## Exercise objective
Scan the material below, then work out how many of its lines contain the word "display"; reply with that number only.

*** Opening Data extracts ***

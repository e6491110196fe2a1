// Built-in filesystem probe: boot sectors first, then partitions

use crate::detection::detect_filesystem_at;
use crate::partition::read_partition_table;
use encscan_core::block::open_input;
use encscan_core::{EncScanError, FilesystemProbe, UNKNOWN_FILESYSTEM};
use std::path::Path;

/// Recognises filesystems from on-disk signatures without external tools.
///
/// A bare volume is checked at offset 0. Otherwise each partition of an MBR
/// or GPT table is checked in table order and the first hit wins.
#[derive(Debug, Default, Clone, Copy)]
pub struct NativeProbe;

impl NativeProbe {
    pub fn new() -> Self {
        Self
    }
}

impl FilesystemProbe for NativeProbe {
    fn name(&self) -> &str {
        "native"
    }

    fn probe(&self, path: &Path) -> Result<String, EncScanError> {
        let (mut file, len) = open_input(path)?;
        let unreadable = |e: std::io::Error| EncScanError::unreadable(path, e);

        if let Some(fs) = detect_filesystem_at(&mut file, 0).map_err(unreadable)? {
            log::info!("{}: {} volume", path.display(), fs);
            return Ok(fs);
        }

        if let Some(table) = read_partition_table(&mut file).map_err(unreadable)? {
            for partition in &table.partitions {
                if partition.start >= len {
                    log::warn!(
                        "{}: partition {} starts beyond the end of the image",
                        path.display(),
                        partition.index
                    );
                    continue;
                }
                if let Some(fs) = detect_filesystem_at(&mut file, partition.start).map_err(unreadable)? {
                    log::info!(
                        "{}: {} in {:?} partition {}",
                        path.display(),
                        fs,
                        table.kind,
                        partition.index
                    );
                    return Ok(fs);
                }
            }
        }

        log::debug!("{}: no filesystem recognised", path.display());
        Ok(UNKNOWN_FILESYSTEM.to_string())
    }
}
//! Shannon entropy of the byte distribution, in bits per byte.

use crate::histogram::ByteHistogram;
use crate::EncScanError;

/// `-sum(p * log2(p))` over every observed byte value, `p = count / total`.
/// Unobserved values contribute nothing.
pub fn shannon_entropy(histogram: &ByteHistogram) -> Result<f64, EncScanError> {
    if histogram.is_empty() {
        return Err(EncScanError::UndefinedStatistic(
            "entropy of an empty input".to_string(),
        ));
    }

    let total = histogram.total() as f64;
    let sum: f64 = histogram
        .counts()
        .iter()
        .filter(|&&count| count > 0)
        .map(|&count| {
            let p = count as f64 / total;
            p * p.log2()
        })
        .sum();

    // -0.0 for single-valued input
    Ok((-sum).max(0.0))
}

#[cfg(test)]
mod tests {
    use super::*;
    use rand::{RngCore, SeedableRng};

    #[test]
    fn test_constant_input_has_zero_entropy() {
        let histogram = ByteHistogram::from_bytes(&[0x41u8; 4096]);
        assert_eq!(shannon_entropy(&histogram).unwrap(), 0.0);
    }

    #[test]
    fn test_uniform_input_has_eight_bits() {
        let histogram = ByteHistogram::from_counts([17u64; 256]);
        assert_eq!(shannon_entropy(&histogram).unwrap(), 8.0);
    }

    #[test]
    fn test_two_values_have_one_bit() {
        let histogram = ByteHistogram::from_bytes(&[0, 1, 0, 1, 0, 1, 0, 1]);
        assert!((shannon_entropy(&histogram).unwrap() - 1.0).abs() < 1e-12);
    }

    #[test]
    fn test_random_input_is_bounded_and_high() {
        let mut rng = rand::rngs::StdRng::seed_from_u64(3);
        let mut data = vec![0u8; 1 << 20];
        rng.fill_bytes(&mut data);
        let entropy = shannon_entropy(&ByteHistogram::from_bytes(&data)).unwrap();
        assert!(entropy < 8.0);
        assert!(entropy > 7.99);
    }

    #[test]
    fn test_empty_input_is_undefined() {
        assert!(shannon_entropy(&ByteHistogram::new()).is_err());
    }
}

*** Closing Data extracts ***

## Completed exercise
4